Всю дорогу я чинил ремень при помощи своего пояса, веревочки, что мне дала сердобольная молочница и извозчичьей, нет, – биндюжничьей брани. – Горе мне, восклицал я. – Горе мне и той матери, которая родила меня. И той матери, которая меня не рожала, но которая (нецензурные слова). Вот было какое приключение. А кончилось оно так: когда я складывал вещи вторично – уже в поезде – на самом дне картонки был мною обнаружен тот проклятый сбежавший билет.
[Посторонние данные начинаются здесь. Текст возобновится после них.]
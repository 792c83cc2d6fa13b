//! # RunConfig
//!
//! The `RunConfig` struct holds every parameter of a run: population size, depth
//! bounds, operator probabilities, vocabulary, selection and deviance methods,
//! hit precision and elitism count, plus the ambient settings for persistence,
//! retries, seeding and logging.
//!
//! A configuration is built once, validated, and then frozen inside a
//! [`Population`](crate::evolution::Population). It can only be changed again
//! through [`Population::reconfigure`](crate::evolution::Population::reconfigure)
//! while the population is still empty.
//!
//! ## Example
//!
//! ```rust
//! use genprog::evolution::options::{LogLevel, OperatorProbabilities, RunConfig};
//! use genprog::selection::SelectionMethod;
//! use genprog::vocabulary::Vocabulary;
//!
//! let config = RunConfig::builder()
//!     .population_size(200)
//!     .vocabulary(Vocabulary::from_lists("INPUT1, CONSTANT-SYNTHESIS", "sin", "+,-,*"))
//!     .probabilities(OperatorProbabilities::new(0.8, 0.0, 0.1, 0.1))
//!     .selection("TOURNAMENT=4".parse::<SelectionMethod>().unwrap())
//!     .log_level(LogLevel::None)
//!     .build()
//!     .unwrap();
//!
//! assert_eq!(config.get_population_size(), Some(200));
//! assert_eq!(config.get_max_depth(), 100);
//! ```
//!
//! ## Defaults
//!
//! | Parameter          | Default                      |
//! |--------------------|------------------------------|
//! | initial depth      | 10                           |
//! | max depth          | 100                          |
//! | probabilities      | crossover 0.85, cs 0, mutate 0.05, replicate 0.1 |
//! | selection          | `FITNESS-PROPORTIONATE=0.9`  |
//! | deviance           | `OUTPUT`                     |
//! | precision          | 0.0001                       |
//! | force best         | 0                            |
//! | run name           | `run`                        |
//! | solution extension | `lsp`                        |
//! | retry limit        | 10 000                       |
//! | log level          | `Minimal`                    |

use std::path::{Path, PathBuf};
И сидел я во всем поезде – единственный, который позволил себе странную роскошь иметь сразу два билета. Вот какой идиот!
Вы забыли у нас пенсне, оно висит на гвоздике. Что с ним де-….
На этом обрывается это папино письмо, полное самоиронии и юмора, весьма горького.
А на следующий день, 25 июня 1934 года, папа напишет стихотворение, так не похожее на тон этого письма, стихотворение об одиночестве и о разлуке с любимой, о разлуке пока еще в сослагательном наклонении. Привожу его здесь в той, давнишней редакции:
Если б, как прежде, я был горделив,
Я бы оставил тебя навсегда, –
Всё, с чем расстаться нельзя ни за что,
Всё, с чем возиться не стоит труда, –
Надвое всё, что со мной, разделив.
Я бы сказал: – Ты уносишь с собой
Сто обещаний, сто праздников, сто
Слов. Это можешь с собой унести.
Только – со мною остался рассвет,
Сто запоздалых трамваев и сто
Капель дождя на трамвайном пути,
Сто переулков, сто улиц и сто
Капель дождя, побежавших вослед…
Попробуй разберись в душе поэта, даже если он – твой отец.
Я родилась
До моего рождения родители с маленьким Андрюшей жили в Гороховском переулке близ Старой Басманной и Разгуляя. Во дворе небольшого завода «Технолог» по производству медоборудования застройщик выстроил на паях двухэтажный дом на несколько квартир. В квартире № 7 две комнаты занимали мамина тетя Людмила Николаевна, ее дочь Шура и муж Шуры, инженер Серафим Сергеевич Попов. В двух других комнатах жили художник-плакатист Тимофей Яковлевич Руклевский и его очаровательная жена Надежда Дмитриевна. Были еще одни жильцы. Маме принадлежала маленькая комната с окнами, выходившими в зеленый соседний двор. С осени 1932 года в этой комнате жила уже семья из трех человек – Тарковские, муж, жена и ребенок.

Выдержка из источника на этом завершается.